Data provided.
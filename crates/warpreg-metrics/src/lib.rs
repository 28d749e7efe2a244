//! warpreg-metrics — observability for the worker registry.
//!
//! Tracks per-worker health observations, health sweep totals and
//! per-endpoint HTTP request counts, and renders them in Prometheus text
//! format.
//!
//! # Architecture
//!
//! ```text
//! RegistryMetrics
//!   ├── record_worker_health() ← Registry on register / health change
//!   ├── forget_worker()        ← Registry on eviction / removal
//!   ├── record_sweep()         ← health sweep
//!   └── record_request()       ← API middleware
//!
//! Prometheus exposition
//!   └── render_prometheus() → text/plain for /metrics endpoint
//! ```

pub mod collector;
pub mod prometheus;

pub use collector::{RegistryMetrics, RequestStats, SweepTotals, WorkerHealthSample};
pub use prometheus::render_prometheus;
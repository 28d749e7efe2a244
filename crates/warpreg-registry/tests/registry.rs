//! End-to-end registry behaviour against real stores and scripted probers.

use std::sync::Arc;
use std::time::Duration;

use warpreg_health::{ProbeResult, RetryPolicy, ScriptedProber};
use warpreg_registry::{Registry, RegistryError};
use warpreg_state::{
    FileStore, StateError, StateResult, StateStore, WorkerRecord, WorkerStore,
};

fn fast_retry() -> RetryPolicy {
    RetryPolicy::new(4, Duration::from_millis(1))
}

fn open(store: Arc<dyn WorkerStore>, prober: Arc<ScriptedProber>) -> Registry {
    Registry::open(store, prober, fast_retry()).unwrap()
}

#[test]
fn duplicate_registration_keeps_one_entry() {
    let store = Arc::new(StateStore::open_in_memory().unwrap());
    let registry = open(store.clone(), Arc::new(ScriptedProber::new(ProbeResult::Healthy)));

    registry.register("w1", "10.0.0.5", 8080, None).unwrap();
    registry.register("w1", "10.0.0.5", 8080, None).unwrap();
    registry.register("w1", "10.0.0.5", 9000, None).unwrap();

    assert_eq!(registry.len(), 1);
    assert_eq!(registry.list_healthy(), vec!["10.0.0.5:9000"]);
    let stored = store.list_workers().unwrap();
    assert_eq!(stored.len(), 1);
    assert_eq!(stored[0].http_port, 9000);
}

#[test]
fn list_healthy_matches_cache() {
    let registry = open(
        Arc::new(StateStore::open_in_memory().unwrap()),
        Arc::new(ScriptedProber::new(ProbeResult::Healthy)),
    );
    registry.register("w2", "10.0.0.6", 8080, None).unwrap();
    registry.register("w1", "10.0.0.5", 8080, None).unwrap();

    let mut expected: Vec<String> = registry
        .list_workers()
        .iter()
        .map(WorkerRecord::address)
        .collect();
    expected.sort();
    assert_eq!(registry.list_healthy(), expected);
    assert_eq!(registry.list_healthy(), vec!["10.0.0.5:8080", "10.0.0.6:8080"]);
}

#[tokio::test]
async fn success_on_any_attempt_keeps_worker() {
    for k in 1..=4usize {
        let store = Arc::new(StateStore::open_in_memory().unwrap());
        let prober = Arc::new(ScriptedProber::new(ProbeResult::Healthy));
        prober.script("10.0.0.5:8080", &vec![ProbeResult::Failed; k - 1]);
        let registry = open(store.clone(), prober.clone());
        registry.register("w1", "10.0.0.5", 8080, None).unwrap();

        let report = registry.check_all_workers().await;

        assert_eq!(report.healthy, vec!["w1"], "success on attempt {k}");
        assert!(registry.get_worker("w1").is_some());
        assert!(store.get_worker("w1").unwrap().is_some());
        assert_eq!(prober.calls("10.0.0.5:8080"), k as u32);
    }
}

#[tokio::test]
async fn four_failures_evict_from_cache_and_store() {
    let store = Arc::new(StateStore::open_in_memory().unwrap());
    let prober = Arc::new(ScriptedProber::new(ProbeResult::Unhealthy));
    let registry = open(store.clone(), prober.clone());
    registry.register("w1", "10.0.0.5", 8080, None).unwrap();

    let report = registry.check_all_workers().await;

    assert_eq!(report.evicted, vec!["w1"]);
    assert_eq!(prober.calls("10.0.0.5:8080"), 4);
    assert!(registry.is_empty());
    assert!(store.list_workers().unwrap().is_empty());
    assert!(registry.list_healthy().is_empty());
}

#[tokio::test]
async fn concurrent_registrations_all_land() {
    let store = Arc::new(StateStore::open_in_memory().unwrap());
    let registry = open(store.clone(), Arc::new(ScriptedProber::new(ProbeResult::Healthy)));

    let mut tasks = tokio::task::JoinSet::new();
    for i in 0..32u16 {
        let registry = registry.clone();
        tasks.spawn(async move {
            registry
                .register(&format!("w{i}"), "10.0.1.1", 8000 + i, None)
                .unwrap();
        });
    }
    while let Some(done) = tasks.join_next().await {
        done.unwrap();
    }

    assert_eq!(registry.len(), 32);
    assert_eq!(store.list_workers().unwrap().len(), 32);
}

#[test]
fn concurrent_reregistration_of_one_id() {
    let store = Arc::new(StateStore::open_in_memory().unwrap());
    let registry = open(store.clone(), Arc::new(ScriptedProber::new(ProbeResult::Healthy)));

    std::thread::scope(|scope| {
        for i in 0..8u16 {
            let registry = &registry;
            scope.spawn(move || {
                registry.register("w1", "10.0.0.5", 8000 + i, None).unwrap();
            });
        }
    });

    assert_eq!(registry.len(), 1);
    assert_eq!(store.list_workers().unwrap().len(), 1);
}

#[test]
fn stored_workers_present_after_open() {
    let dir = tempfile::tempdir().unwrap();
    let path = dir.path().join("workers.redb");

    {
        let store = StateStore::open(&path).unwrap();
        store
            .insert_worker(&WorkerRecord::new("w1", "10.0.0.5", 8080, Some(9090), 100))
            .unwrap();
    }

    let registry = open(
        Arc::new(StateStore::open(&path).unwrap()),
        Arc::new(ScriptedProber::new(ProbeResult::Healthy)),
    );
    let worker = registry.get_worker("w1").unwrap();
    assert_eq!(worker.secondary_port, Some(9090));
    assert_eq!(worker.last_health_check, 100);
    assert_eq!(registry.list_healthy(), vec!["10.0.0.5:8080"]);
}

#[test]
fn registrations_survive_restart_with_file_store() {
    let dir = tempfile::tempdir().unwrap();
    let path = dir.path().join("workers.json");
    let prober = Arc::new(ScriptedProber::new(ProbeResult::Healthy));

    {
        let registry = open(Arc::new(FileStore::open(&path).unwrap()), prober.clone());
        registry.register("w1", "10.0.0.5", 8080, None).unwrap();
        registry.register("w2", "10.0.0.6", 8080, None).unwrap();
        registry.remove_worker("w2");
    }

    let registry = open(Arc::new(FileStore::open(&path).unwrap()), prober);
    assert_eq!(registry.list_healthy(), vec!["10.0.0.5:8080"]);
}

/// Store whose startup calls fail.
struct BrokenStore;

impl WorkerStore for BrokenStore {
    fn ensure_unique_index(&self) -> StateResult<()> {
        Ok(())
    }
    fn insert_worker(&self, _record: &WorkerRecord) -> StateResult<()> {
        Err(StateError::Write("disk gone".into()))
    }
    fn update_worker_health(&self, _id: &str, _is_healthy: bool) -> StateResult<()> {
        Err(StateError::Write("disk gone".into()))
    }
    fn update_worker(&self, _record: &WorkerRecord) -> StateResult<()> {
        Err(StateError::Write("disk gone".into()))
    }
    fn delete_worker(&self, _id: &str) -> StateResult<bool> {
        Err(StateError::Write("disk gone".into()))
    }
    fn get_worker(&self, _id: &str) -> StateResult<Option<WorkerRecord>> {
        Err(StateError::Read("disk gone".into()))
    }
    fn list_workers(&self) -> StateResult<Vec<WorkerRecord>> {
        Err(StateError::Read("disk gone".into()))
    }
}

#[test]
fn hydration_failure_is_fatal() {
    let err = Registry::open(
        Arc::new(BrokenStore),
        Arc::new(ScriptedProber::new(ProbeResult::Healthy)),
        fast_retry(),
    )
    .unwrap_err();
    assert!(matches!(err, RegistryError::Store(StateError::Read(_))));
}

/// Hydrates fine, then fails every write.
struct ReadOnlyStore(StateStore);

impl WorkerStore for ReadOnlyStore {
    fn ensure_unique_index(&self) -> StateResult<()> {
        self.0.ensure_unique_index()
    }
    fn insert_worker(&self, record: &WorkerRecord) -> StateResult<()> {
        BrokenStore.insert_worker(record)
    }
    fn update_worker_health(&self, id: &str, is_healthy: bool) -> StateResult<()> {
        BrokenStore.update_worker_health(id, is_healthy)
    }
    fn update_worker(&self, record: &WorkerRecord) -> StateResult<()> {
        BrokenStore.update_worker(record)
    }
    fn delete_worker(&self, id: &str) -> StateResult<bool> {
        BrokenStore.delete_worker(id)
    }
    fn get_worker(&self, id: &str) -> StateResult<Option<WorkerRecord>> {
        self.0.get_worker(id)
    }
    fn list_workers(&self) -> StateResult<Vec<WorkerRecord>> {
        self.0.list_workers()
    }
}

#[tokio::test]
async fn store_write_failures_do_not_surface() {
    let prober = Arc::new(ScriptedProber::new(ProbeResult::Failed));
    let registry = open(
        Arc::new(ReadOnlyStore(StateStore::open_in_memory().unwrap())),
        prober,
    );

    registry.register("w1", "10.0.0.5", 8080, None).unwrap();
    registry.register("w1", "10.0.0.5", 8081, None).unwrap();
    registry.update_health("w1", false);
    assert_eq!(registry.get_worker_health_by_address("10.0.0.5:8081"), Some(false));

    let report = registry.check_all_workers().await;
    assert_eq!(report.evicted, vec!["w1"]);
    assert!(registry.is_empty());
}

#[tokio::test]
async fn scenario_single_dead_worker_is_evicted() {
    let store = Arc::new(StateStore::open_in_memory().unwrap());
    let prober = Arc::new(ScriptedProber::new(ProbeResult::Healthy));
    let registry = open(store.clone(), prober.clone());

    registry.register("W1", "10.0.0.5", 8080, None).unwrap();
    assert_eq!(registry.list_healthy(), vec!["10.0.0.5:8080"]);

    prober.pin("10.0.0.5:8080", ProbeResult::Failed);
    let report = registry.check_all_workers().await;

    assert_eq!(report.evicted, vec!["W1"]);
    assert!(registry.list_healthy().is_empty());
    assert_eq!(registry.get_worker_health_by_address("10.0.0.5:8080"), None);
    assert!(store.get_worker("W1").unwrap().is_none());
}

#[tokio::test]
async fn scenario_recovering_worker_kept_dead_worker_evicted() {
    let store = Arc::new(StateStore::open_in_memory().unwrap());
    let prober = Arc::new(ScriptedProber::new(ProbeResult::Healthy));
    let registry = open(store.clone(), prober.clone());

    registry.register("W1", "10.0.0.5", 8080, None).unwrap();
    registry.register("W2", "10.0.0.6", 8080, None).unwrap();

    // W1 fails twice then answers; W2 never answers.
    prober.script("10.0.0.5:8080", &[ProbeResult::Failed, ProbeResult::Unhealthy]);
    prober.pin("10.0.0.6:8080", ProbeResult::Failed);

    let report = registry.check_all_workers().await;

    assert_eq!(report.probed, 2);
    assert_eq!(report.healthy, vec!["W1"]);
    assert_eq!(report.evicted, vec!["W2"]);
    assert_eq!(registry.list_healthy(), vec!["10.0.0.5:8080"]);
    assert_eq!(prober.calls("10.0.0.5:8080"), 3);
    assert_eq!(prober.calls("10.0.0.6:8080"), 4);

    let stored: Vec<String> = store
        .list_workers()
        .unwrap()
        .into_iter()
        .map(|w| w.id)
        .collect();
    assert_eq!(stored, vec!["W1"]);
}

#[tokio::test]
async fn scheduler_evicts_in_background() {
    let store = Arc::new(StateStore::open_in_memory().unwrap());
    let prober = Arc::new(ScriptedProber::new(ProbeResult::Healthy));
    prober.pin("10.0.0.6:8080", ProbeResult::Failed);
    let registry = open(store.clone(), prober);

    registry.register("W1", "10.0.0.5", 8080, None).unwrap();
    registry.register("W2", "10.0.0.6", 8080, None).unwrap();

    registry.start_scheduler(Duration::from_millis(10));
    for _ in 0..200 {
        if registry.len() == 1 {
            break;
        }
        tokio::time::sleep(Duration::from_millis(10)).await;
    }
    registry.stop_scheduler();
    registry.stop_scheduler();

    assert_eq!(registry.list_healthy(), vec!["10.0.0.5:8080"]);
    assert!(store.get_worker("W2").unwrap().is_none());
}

Work required.
Tally the lines in the records above that contain the string "Unhealthy" and report only the tally.

Solution.
2